RECORDS TO PROCESS below:
// forge-core/src/value.rs
// ============================================================================
// Module: Step Value
// Description: Dotted-path access and truthiness over JSON-shaped values.
// Purpose: Share one notion of "what does steps.foo.bar mean" between the
//          procedure executor's template renderer and the event bus's
//          filter DSL, instead of each module growing its own path walker.
// Dependencies: serde_json
// ============================================================================

//! ## Overview
//! The step namespace (`params`, `steps.<name>`, `item`) and the event
//! filter payload (§4.7) are both opaque JSON maps addressed by dotted
//! paths. [`get_path`] is the single implementation of that lookup; missing
//! paths compare as [`serde_json::Value::Null`] per §4.7.

// ============================================================================
// SECTION: Imports
// ============================================================================

use serde_json::Value;

// ============================================================================
// SECTION: Dotted Path Access
// ============================================================================

/// Resolves a dotted path (e.g. `"steps.fetch.items"`) against a JSON value.
///
/// An empty path returns `root` itself. A missing segment, or a segment
/// that indexes into a non-object/non-array, resolves to `None` rather
/// than erroring; callers that need §4.7's "missing path compares as
/// `null`" semantics should treat `None` as [`Value::Null`].
#[must_use]
pub fn get_path<'a>(root: &'a Value, path: &str) -> Option<&'a Value> {
    if path.is_empty() {
        return Some(root);
    }
    let mut current = root;
    for segment in path.split('.') {
        current = match current {
            Value::Object(map) => map.get(segment)?,
            Value::Array(items) => {
                let index: usize = segment.parse().ok()?;
                items.get(index)?
            }
            _ => return None,
        };
    }
    Some(current)
}

/// Resolves a dotted path, defaulting missing paths to [`Value::Null`]
/// rather than `None`, matching the event filter DSL's stated semantics.
#[must_use]
pub fn get_path_or_null<'a>(root: &'a Value, path: &str) -> &'a Value {
    static NULL: Value = Value::Null;
    get_path(root, path).unwrap_or(&NULL)
}

// ============================================================================
// SECTION: Truthiness
// ============================================================================

/// Evaluates a JSON value's truthiness for `condition` fields: `null`,
/// `false`, `0`, `0.0`, empty string, and empty array/object are falsy;
/// everything else is truthy.
#[must_use]
pub fn is_truthy(value: &Value) -> bool {
    match value {
        Value::Null => false,
        Value::Bool(flag) => *flag,
        Value::Number(num) => num.as_f64().is_none_or(|value| value != 0.0),
        Value::String(text) => !text.is_empty(),
        Value::Array(items) => !items.is_empty(),
        Value::Object(map) => !map.is_empty(),
    }
}

#[cfg(test)]
mod tests {
    use super::*;
    use serde_json::json;

    #[test]
    fn resolves_nested_object_path() {
        let root = json!({"steps": {"fetch": {"items": [1, 2, 3]}}});
        assert_eq!(get_path(&root, "steps.fetch.items.1"), Some(&json!(2)));
    }

    #[test]
    fn missing_path_is_none() {
        let root = json!({"a": 1});
        assert_eq!(get_path(&root, "a.b.c"), None);
    }

    #[test]
    fn missing_path_or_null_is_null() {
        let root = json!({"a": 1});
        assert_eq!(get_path_or_null(&root, "missing"), &Value::Null);
    }

    #[test]
    fn empty_path_returns_root() {
        let root = json!({"a": 1});
        assert_eq!(get_path(&root, ""), Some(&root));
    }

    #[test]
    fn truthiness_matches_common_sense() {
        assert!(!is_truthy(&Value::Null));
        assert!(!is_truthy(&json!(false)));
        assert!(!is_truthy(&json!(0)));
        assert!(!is_truthy(&json!("")));
        assert!(!is_truthy(&json!([])));
        assert!(is_truthy(&json!("x")));
        assert!(is_truthy(&json!(1)));
        assert!(is_truthy(&json!([1])));
    }
}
End of RECORDS TO PROCESS.
# [WORK ORDER]
Report each line above that includes the string "paths".

# [ANSWER SECTION]
//! paths. [`get_path`] is the single implementation of that lookup; missing
//! paths compare as [`serde_json::Value::Null`] per §4.7.
/// Resolves a dotted path, defaulting missing paths to [`Value::Null`]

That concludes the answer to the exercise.